What is the subdifferential of the following norm at the origin
\begin{align} \lVert\eta\rVert_{\mathbf{K}}=(\eta^{\textrm{T}}\mathbf{K}\eta)^{\frac{1}{2}} \end{align} where $\mathbf{K}$ is a positive definite matrix
Question: What is the subdifferential at the origin?

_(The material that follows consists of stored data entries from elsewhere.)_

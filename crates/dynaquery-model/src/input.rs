//! Request payloads for the store operations the data layer issues.
//!
//! Optional fields are omitted when `None` and empty maps are skipped, so a
//! request without a filter serialises without a `FilterExpression` key at all.

use std::collections::HashMap;

use serde::{Deserialize, Serialize};

use crate::types::{
    ExpressionAttributeNames, ExpressionAttributeValues, Item, Key, KeysAndAttributes,
    WriteRequest,
};

// ---------------------------------------------------------------------------
// Single-item operations
// ---------------------------------------------------------------------------

/// Input for `PutItem`.
#[derive(Debug, Clone, Default, Serialize, Deserialize)]
#[serde(rename_all = "PascalCase")]
pub struct PutItemInput {
    /// Target table.
    pub table_name: String,
    /// Item to insert or replace.
    pub item: Item,
}

/// Input for `GetItem`.
#[derive(Debug, Clone, Default, Serialize, Deserialize)]
#[serde(rename_all = "PascalCase")]
pub struct GetItemInput {
    /// Target table.
    pub table_name: String,
    /// Primary key of the item.
    pub key: Key,
    /// Strongly consistent read.
    #[serde(skip_serializing_if = "Option::is_none")]
    pub consistent_read: Option<bool>,
    /// Attributes to return.
    #[serde(skip_serializing_if = "Option::is_none")]
    pub projection_expression: Option<String>,
    /// Placeholder substitutions for the projection.
    #[serde(default, skip_serializing_if = "HashMap::is_empty")]
    pub expression_attribute_names: ExpressionAttributeNames,
}

/// Input for `DeleteItem`.
#[derive(Debug, Clone, Default, Serialize, Deserialize)]
#[serde(rename_all = "PascalCase")]
pub struct DeleteItemInput {
    /// Target table.
    pub table_name: String,
    /// Primary key of the item.
    pub key: Key,
}

// ---------------------------------------------------------------------------
// Query & Scan
// ---------------------------------------------------------------------------

/// Input for `Query`.
#[derive(Debug, Clone, Default, Serialize, Deserialize)]
#[serde(rename_all = "PascalCase")]
pub struct QueryInput {
    /// Target table.
    pub table_name: String,
    /// Secondary index to read instead of the base table.
    #[serde(skip_serializing_if = "Option::is_none")]
    pub index_name: Option<String>,
    /// Condition on the partition key and, optionally, the sort key.
    #[serde(skip_serializing_if = "Option::is_none")]
    pub key_condition_expression: Option<String>,
    /// Condition applied after key selection.
    #[serde(skip_serializing_if = "Option::is_none")]
    pub filter_expression: Option<String>,
    /// Attributes to return.
    #[serde(skip_serializing_if = "Option::is_none")]
    pub projection_expression: Option<String>,
    /// `#alias` substitutions.
    #[serde(default, skip_serializing_if = "HashMap::is_empty")]
    pub expression_attribute_names: ExpressionAttributeNames,
    /// `:alias` substitutions.
    #[serde(default, skip_serializing_if = "HashMap::is_empty")]
    pub expression_attribute_values: ExpressionAttributeValues,
    /// `false` walks the sort key backwards.
    #[serde(skip_serializing_if = "Option::is_none")]
    pub scan_index_forward: Option<bool>,
    /// Maximum number of items to evaluate in this call.
    #[serde(skip_serializing_if = "Option::is_none")]
    pub limit: Option<i32>,
    /// Continuation key from a previous call.
    #[serde(default, skip_serializing_if = "HashMap::is_empty")]
    pub exclusive_start_key: Key,
    /// Strongly consistent read.
    #[serde(skip_serializing_if = "Option::is_none")]
    pub consistent_read: Option<bool>,
}

/// Input for `Scan`.
#[derive(Debug, Clone, Default, Serialize, Deserialize)]
#[serde(rename_all = "PascalCase")]
pub struct ScanInput {
    /// Target table.
    pub table_name: String,
    /// Secondary index to read instead of the base table.
    #[serde(skip_serializing_if = "Option::is_none")]
    pub index_name: Option<String>,
    /// Condition applied to every evaluated item.
    #[serde(skip_serializing_if = "Option::is_none")]
    pub filter_expression: Option<String>,
    /// Attributes to return.
    #[serde(skip_serializing_if = "Option::is_none")]
    pub projection_expression: Option<String>,
    /// `#alias` substitutions.
    #[serde(default, skip_serializing_if = "HashMap::is_empty")]
    pub expression_attribute_names: ExpressionAttributeNames,
    /// `:alias` substitutions.
    #[serde(default, skip_serializing_if = "HashMap::is_empty")]
    pub expression_attribute_values: ExpressionAttributeValues,
    /// Maximum number of items to evaluate in this call.
    #[serde(skip_serializing_if = "Option::is_none")]
    pub limit: Option<i32>,
    /// Continuation key from a previous call.
    #[serde(default, skip_serializing_if = "HashMap::is_empty")]
    pub exclusive_start_key: Key,
    /// Strongly consistent read.
    #[serde(skip_serializing_if = "Option::is_none")]
    pub consistent_read: Option<bool>,
}

// ---------------------------------------------------------------------------
// Batch operations
// ---------------------------------------------------------------------------

/// Input for `BatchGetItem`.
#[derive(Debug, Clone, Default, Serialize, Deserialize)]
#[serde(rename_all = "PascalCase")]
pub struct BatchGetItemInput {
    /// Table name to the keys requested from it.
    pub request_items: HashMap<String, KeysAndAttributes>,
}

/// Input for `BatchWriteItem`.
#[derive(Debug, Clone, Default, Serialize, Deserialize)]
#[serde(rename_all = "PascalCase")]
pub struct BatchWriteItemInput {
    /// Table name to the writes applied to it.
    pub request_items: HashMap<String, Vec<WriteRequest>>,
}
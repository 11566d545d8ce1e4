//! Session error types

use thiserror::Error;

use crate::api::ApiError;
use crate::storage::StorageError;

/// Errors surfaced by session operations
#[derive(Error, Debug)]
pub enum SessionError {
    /// The operation needs a credential and none is held
    #[error("Not logged in")]
    NotAuthenticated,

    /// The remote call failed; session state was left untouched
    #[error(transparent)]
    Api(#[from] ApiError),

    /// The in-memory state changed but could not be persisted
    #[error("Could not persist session: {0}")]
    Storage(#[from] StorageError),
}

/// Result type alias for session operations
pub type SessionResult<T> = Result<T, SessionError>;
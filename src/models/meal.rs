//! Meals and their links to readings

use serde::{Deserialize, Serialize};

/// A logged meal
#[derive(Debug, Clone, PartialEq, Serialize, Deserialize)]
pub struct Meal {
    pub id: i64,
    pub name: String,
    /// breakfast, lunch, dinner or snack
    #[serde(default)]
    pub meal_type: Option<String>,
    #[serde(default)]
    pub description: Option<String>,
    #[serde(default, skip_serializing_if = "Option::is_none")]
    pub created_at: Option<String>,
}

/// Confirmation returned when a meal is attached to a reading
#[derive(Debug, Clone, PartialEq, Serialize, Deserialize)]
pub struct MealLink {
    #[serde(default)]
    pub message: String,
    pub reading_id: i64,
    pub meal_id: i64,
    #[serde(default)]
    pub carbs_amount: Option<f64>,
}
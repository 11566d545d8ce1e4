//! Medications and their intake status

use chrono::NaiveTime;
use serde::{Deserialize, Serialize};
use std::fmt;
use std::str::FromStr;

use super::{clock_time, UnknownVariant};

/// Intake status of a scheduled medication
#[derive(Debug, Clone, Copy, PartialEq, Eq, Hash, Default, Serialize, Deserialize)]
#[serde(rename_all = "lowercase")]
pub enum MedicationStatus {
    #[default]
    Pending,
    Taken,
    Missed,
}

impl MedicationStatus {
    pub fn as_str(&self) -> &'static str {
        match self {
            MedicationStatus::Pending => "pending",
            MedicationStatus::Taken => "taken",
            MedicationStatus::Missed => "missed",
        }
    }
}

impl FromStr for MedicationStatus {
    type Err = UnknownVariant;

    fn from_str(s: &str) -> Result<Self, Self::Err> {
        match s.trim() {
            "pending" => Ok(MedicationStatus::Pending),
            "taken" => Ok(MedicationStatus::Taken),
            "missed" => Ok(MedicationStatus::Missed),
            other => Err(UnknownVariant::new("medication status", other)),
        }
    }
}

impl fmt::Display for MedicationStatus {
    fn fmt(&self, f: &mut fmt::Formatter<'_>) -> fmt::Result {
        f.write_str(self.as_str())
    }
}

/// A medication reminder
#[derive(Debug, Clone, PartialEq, Serialize, Deserialize)]
pub struct Medication {
    pub id: i64,
    pub name: String,
    pub dose: String,
    #[serde(with = "clock_time")]
    pub time: NaiveTime,
    #[serde(default)]
    pub status: MedicationStatus,
    #[serde(default, skip_serializing_if = "Option::is_none")]
    pub created_at: Option<String>,
    #[serde(default, skip_serializing_if = "Option::is_none")]
    pub user_id: Option<i64>,
}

This is just a partial answer: We want to find $\mu \in \mathbb{R}^n$ such that $$\langle K\eta,\eta\rangle\geq\langle\mu, \eta\rangle^2,\ \forall\ \eta\in\mathbb{R}^n\tag{1}$$
Let $$f(\eta)=\frac{\langle K\eta,\eta\rangle}{\langle\mu, \eta\rangle^2}$$
Note that $f(\lambda\eta)=f(\eta)$, hence the problem consists in find $\mu$ in such a way that the minimum value of $f$ in $S=\{\eta\in\mathbb{R}^n:\ |\eta|=1\}$ is bigger than or equal to $1$. Define $A$ by $$A=\{\mu\in\mathbb{R}^n\ :\ \langle\mu,\eta\rangle^2\leq\lambda,\ \forall\eta\in S \}$$
where $\lambda$ is the least eigenvalue of $K$. If $\mu \in A$, we have that $\mu$ satisies $(1)$, now the question is: Is the any element outside $A$ which satisfies $(1)$?
\begin{align} \{\frac{\alpha\mathbf{K}\eta}{\lVert\eta\rVert_\mathbf{K}}\mid0\le\alpha\le1,\eta\ne\mathbf{0}\} \end{align}